# What to expect our first week together?



## SpikeMoose (Dec 9, 2012)

Hi All! 
I am getting my first hedgehog in two weeks and I am a ball of excitement - and new baby jitters!! I have done all my preparing and researched everything for MONTHS, but I know nothing is better than real experience! What should I expect when I get her home? She is a baby so I know about quilling, and I am planning to slowly switch her food to a mixture of Chicken Soup for the Cat Lovers Soul Light and Solid Gold Katz-n-Flocken All Life Stages Cat Food. I've also made sure I'll have all my supplies like:
Cage (large sterilite bin)
Igloo
Water Bottle and Dish
Food Dish
Fleece Liners
Fleece Bed
Small Animal Heating pad for her sleeping area
Ceramic Heat Emitter with large dome and a thermometer that will control the heat
Litter Pan 
Yesterday's News Litter
Emergency heat sources (hand warmers)
And a vet with an emergency vet available & treats hedgies

What am I missing?! At this point I think I am almost over thinking and making myself more nervous. What should I expect with her homecoming? Thanks for any input, sorry I am already a crazy hedgie mom!


----------



## Lilysmommy (Jan 7, 2009)

Sounds like you are good to go!! Only other things I could think of is a digital food scale for weighing her, and maybe some bathing supplies (toothbrush, a lot of people like Aveeno oatmeal body wash for soap). Also, I'd personally recommend not using the heating pad if you don't have to - it's best to keep their sleeping area the same temp as the entire cage so they don't get reluctant to leave their cozy bed! Heating pads are usually only necessary for sick or older hedgehogs.  You're all set otherwise, though, great job!


----------



## SpikeMoose (Dec 9, 2012)

Oh yes, a scale!! Thank you for reminding me, I will pick one up this week  I have aveeno oatmeal wash for myself, she and I will have to share, haha! 
And thank's for the advice on the heating pad! I won't put it in right away, and keep an eye on the temperature and how comfortable she seems. I got it as a precaution because winters can be bitter cold here, and couldn't pass it up for 50% off a few weeks ago  
thank you!!!!


----------



## moxieberry (Nov 30, 2011)

If you're using a bin for the cage, consider skipping the igloo, or get the smaller size, though your hedgie might outgrow it. The large igloos take up too much space and most hedgehogs prefer bags or other cozy spots instead. I know from experience that efficient use of space is important when you're working with a bin.

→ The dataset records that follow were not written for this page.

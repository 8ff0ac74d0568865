use models::message::Message;
use models::request::OperationRequest;
use serde_json::json;
use tracing::info;

use crate::collection::CollectionStore;
use crate::errors::ServiceError;

/// Which operation set the dispatcher speaks.
///
/// `Canonical` is the full contract: `get`/`add`/`update`/`delete`, with
/// store-assigned ids on append. `AppendOnly` is the legacy narrow variant:
/// only `get` and `update`, where `update` appends a record without an id.
#[derive(Debug, Clone, Copy, PartialEq, Eq, Default)]
pub enum DispatchMode {
    #[default]
    Canonical,
    AppendOnly,
}

/// Structured success outcome of one dispatched operation.
#[derive(Debug, Clone, PartialEq)]
pub enum Reply {
    /// Full collection contents, in insertion order.
    Collection(Vec<Message>),
    /// The record just appended, with its assigned id.
    Created(Message),
    /// Append acknowledged without echoing a record (append-only mode).
    Appended,
}

impl Reply {
    /// Render the wire body for this outcome.
    pub fn into_body(self) -> serde_json::Value {
        match self {
            Reply::Collection(messages) => json!({ "status": "ok", "data": messages }),
            Reply::Created(message) => json!({ "status": "ok", "data": message }),
            Reply::Appended => json!({ "status": "updated" }),
        }
    }
}

/// One-shot interpreter for operation requests against a collection store.
///
/// Validation happens before any store call; only appends mutate the backing
/// store. Errors are terminal for the request, there are no internal retries.
#[derive(Clone)]
pub struct Dispatcher {
    store: CollectionStore,
    mode: DispatchMode,
}

impl Dispatcher {
    pub fn new(store: CollectionStore) -> Self {
        Self::with_mode(store, DispatchMode::default())
    }

    pub fn with_mode(store: CollectionStore, mode: DispatchMode) -> Self {
        Self { store, mode }
    }

    pub async fn dispatch(&self, req: OperationRequest) -> Result<Reply, ServiceError> {
        if req.action.trim().is_empty() || req.filename.trim().is_empty() {
            return Err(ServiceError::Validation("missing 'action' or 'filename'".into()));
        }

        match (self.mode, req.action.as_str()) {
            (_, "get") => {
                let messages = self.store.load(&req.filename).await?;
                Ok(Reply::Collection(messages))
            }
            (DispatchMode::Canonical, "add") => self.append(req, true).await,
            (DispatchMode::Canonical, "update") => {
                Err(ServiceError::NotImplemented("update not implemented yet".into()))
            }
            (DispatchMode::Canonical, "delete") => {
                Err(ServiceError::NotImplemented("delete not implemented yet".into()))
            }
            (DispatchMode::AppendOnly, "update") => self.append(req, false).await,
            (DispatchMode::Canonical, _) => Err(ServiceError::Validation(
                "invalid action; use: get, add, update, delete".into(),
            )),
            (DispatchMode::AppendOnly, _) => {
                Err(ServiceError::Validation("invalid action; use: get, update".into()))
            }
        }
    }

    /// Read-modify-write append. Loads the full collection, assigns the next
    /// id when requested (last id + 1, or 1 for an empty collection), and
    /// writes the whole collection back.
    async fn append(&self, req: OperationRequest, assign_id: bool) -> Result<Reply, ServiceError> {
        let (sender, receiver, body, date) = match (req.sender, req.receiver, req.message, req.date)
        {
            (Some(s), Some(r), Some(m), Some(d))
                if !s.is_empty() && !r.is_empty() && !m.is_empty() && !d.is_empty() =>
            {
                (s, r, m, d)
            }
            _ => {
                return Err(ServiceError::Validation(format!(
                    "missing fields for {}: sender, receiver, message, date",
                    req.action
                )))
            }
        };

        let mut messages = self.store.load(&req.filename).await?;
        let id = assign_id.then(|| messages.last().and_then(|m| m.id).unwrap_or(0) + 1);
        let new_msg = Message { id, sender, receiver, body, date };
        messages.push(new_msg.clone());
        self.store.save(&req.filename, &messages).await?;
        info!(collection = %req.filename, id = ?new_msg.id, "message appended");

        Ok(if assign_id { Reply::Created(new_msg) } else { Reply::Appended })
    }
}

#[cfg(test)]
mod tests {
    use std::sync::atomic::{AtomicUsize, Ordering};
    use std::sync::Arc;

    use async_trait::async_trait;

    use super::*;
    use crate::storage::{MemoryObjectStore, ObjectStore};

    /// Wraps the in-memory store and counts calls, so tests can assert that
    /// rejected requests never reach the backing store.
    #[derive(Default)]
    struct SpyStore {
        inner: MemoryObjectStore,
        calls: AtomicUsize,
        puts: AtomicUsize,
    }

    #[async_trait]
    impl ObjectStore for SpyStore {
        async fn exists(&self, key: &str) -> Result<bool, ServiceError> {
            self.calls.fetch_add(1, Ordering::SeqCst);
            self.inner.exists(key).await
        }
        async fn get(&self, key: &str) -> Result<Vec<u8>, ServiceError> {
            self.calls.fetch_add(1, Ordering::SeqCst);
            self.inner.get(key).await
        }
        async fn put(&self, key: &str, body: Vec<u8>) -> Result<(), ServiceError> {
            self.calls.fetch_add(1, Ordering::SeqCst);
            self.puts.fetch_add(1, Ordering::SeqCst);
            self.inner.put(key, body).await
        }
    }

    fn dispatcher() -> Dispatcher {
        Dispatcher::new(CollectionStore::new(Arc::new(MemoryObjectStore::new())))
    }

    fn spy_dispatcher(mode: DispatchMode) -> (Dispatcher, Arc<SpyStore>) {
        let spy = Arc::new(SpyStore::default());
        let d = Dispatcher::with_mode(CollectionStore::new(spy.clone()), mode);
        (d, spy)
    }

    fn add_req(filename: &str, sender: &str, body: &str, date: &str) -> OperationRequest {
        OperationRequest {
            action: "add".into(),
            filename: filename.into(),
            sender: Some(sender.into()),
            receiver: Some("B".into()),
            message: Some(body.into()),
            date: Some(date.into()),
            id: None,
        }
    }

    fn get_req(filename: &str) -> OperationRequest {
        OperationRequest { action: "get".into(), filename: filename.into(), ..Default::default() }
    }

    #[tokio::test]
    async fn get_on_never_written_collection_is_empty() -> Result<(), anyhow::Error> {
        let d = dispatcher();
        match d.dispatch(get_req("weird name")).await? {
            Reply::Collection(messages) => assert!(messages.is_empty()),
            other => panic!("expected Collection, got {other:?}"),
        }
        Ok(())
    }

    #[tokio::test]
    async fn serial_adds_assign_dense_increasing_ids() -> Result<(), anyhow::Error> {
        let d = dispatcher();
        for expected in 1..=5i64 {
            match d.dispatch(add_req("inbox", "A", "hi", "2024-01-01")).await? {
                Reply::Created(m) => assert_eq!(m.id, Some(expected)),
                other => panic!("expected Created, got {other:?}"),
            }
        }
        match d.dispatch(get_req("inbox")).await? {
            Reply::Collection(messages) => {
                let ids: Vec<_> = messages.iter().map(|m| m.id).collect();
                assert_eq!(ids, (1..=5).map(Some).collect::<Vec<_>>());
            }
            other => panic!("expected Collection, got {other:?}"),
        }
        Ok(())
    }

    #[tokio::test]
    async fn add_then_add_then_get_returns_records_in_order() -> Result<(), anyhow::Error> {
        let d = dispatcher();

        let first = d.dispatch(add_req("chat", "A", "hi", "2024-01-01")).await?;
        assert_eq!(
            first.into_body(),
            json!({
                "status": "ok",
                "data": {"id": 1, "sender": "A", "receiver": "B", "message": "hi", "date": "2024-01-01"}
            })
        );

        let second = d.dispatch(add_req("chat", "C", "yo", "2024-01-02")).await?;
        match second {
            Reply::Created(m) => assert_eq!(m.id, Some(2)),
            other => panic!("expected Created, got {other:?}"),
        }

        match d.dispatch(get_req("chat")).await? {
            Reply::Collection(messages) => {
                assert_eq!(messages.len(), 2);
                assert_eq!(messages[0].body, "hi");
                assert_eq!(messages[1].body, "yo");
            }
            other => panic!("expected Collection, got {other:?}"),
        }
        Ok(())
    }

    #[tokio::test]
    async fn add_with_empty_required_field_never_touches_store() {
        let (d, spy) = spy_dispatcher(DispatchMode::Canonical);
        for req in [
            add_req("inbox", "", "hi", "2024-01-01"),
            add_req("inbox", "A", "", "2024-01-01"),
            add_req("inbox", "A", "hi", ""),
            OperationRequest { action: "add".into(), filename: "inbox".into(), ..Default::default() },
        ] {
            match d.dispatch(req).await {
                Err(ServiceError::Validation(_)) => {}
                other => panic!("expected Validation, got {other:?}"),
            }
        }
        assert_eq!(spy.calls.load(Ordering::SeqCst), 0);
        assert_eq!(spy.puts.load(Ordering::SeqCst), 0);
    }

    #[tokio::test]
    async fn update_and_delete_are_not_implemented_and_read_only() {
        let (d, spy) = spy_dispatcher(DispatchMode::Canonical);
        for action in ["update", "delete"] {
            let req = OperationRequest {
                action: action.into(),
                filename: "inbox".into(),
                id: Some(1),
                ..Default::default()
            };
            match d.dispatch(req).await {
                Err(ServiceError::NotImplemented(_)) => {}
                other => panic!("expected NotImplemented, got {other:?}"),
            }
        }
        assert_eq!(spy.calls.load(Ordering::SeqCst), 0);
    }

    #[tokio::test]
    async fn invalid_action_is_validation_error_without_store_call() {
        let (d, spy) = spy_dispatcher(DispatchMode::Canonical);
        let req = OperationRequest {
            action: "frobnicate".into(),
            filename: "inbox".into(),
            ..Default::default()
        };
        match d.dispatch(req).await {
            Err(ServiceError::Validation(_)) => {}
            other => panic!("expected Validation, got {other:?}"),
        }
        assert_eq!(spy.calls.load(Ordering::SeqCst), 0);
    }

    #[tokio::test]
    async fn missing_action_or_filename_is_validation_error() {
        let d = dispatcher();
        for req in [
            OperationRequest { filename: "inbox".into(), ..Default::default() },
            OperationRequest { action: "get".into(), ..Default::default() },
            OperationRequest { action: "get".into(), filename: "   ".into(), ..Default::default() },
        ] {
            match d.dispatch(req).await {
                Err(ServiceError::Validation(_)) => {}
                other => panic!("expected Validation, got {other:?}"),
            }
        }
    }

    #[tokio::test]
    async fn append_only_mode_appends_without_ids() -> Result<(), anyhow::Error> {
        let (d, _spy) = spy_dispatcher(DispatchMode::AppendOnly);

        let mut req = add_req("guestbook", "A", "hello", "2024-01-01");
        req.action = "update".into();
        let reply = d.dispatch(req).await?;
        assert_eq!(reply, Reply::Appended);
        assert_eq!(reply.into_body(), json!({"status": "updated"}));

        match d.dispatch(get_req("guestbook")).await? {
            Reply::Collection(messages) => {
                assert_eq!(messages.len(), 1);
                assert_eq!(messages[0].id, None);
                assert_eq!(messages[0].body, "hello");
            }
            other => panic!("expected Collection, got {other:?}"),
        }
        Ok(())
    }

    #[tokio::test]
    async fn missing_fields_message_names_the_acting_operation() {
        let canonical = dispatcher();
        let req = OperationRequest {
            action: "add".into(),
            filename: "inbox".into(),
            ..Default::default()
        };
        match canonical.dispatch(req).await {
            Err(ServiceError::Validation(msg)) => {
                assert!(msg.contains("missing fields for add"), "got: {msg}");
            }
            other => panic!("expected Validation, got {other:?}"),
        }

        let (append_only, _spy) = spy_dispatcher(DispatchMode::AppendOnly);
        let req = OperationRequest {
            action: "update".into(),
            filename: "guestbook".into(),
            ..Default::default()
        };
        match append_only.dispatch(req).await {
            Err(ServiceError::Validation(msg)) => {
                assert!(msg.contains("missing fields for update"), "got: {msg}");
            }
            other => panic!("expected Validation, got {other:?}"),
        }
    }

    #[tokio::test]
    async fn append_only_mode_rejects_add_and_delete() {
        let (d, spy) = spy_dispatcher(DispatchMode::AppendOnly);
        for action in ["add", "delete"] {
            let mut req = add_req("guestbook", "A", "hello", "2024-01-01");
            req.action = action.into();
            match d.dispatch(req).await {
                Err(ServiceError::Validation(_)) => {}
                other => panic!("expected Validation, got {other:?}"),
            }
        }
        assert_eq!(spy.calls.load(Ordering::SeqCst), 0);
    }
}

Benebac or acidophilus (probiotics, powder form) will help with food transition.

Make sure you have unscented detergent for the liners and bags. I also highly suggest investing in a carry bag - they're great for socialization and bonding.

Don't forget the wheel.  And a digital thermometer with a probe. I also find 4" PVC pipe and toy cars to be a great addition.


----------



## SpikeMoose (Dec 9, 2012)

Okay! Until I get her C&C set up I will skip the igloo  The thermometer thing that controls the CHE uses a probe that goes into the cage, would you suggest another thermometer to monitor the cage? My boyfriend has extra's for his reptiles I'm sure I could steal. She's got a setup waiting to come home with her that has some toys and a wheel (and aspen that I will take out and give to the reptiles). 
I have the tiniest little puppy carrier like this http://www.petco.com/product/120373/Bar ... rrier.aspx, would it be okay to bring her home in with some hand warmers?

My boyfriend has received multiple hints (aka me sending him the link to order) a hedgie carry bag to use for bonding!

What is common behavior for babies coming to a new home?


----------



## moxieberry (Nov 30, 2011)

Yes, you'll need a thermometer. The thermostat that works with the CHE doesn't give a temperature reading, so you'll need a thermometer to get that set up and to be able to monitor the temperature in general.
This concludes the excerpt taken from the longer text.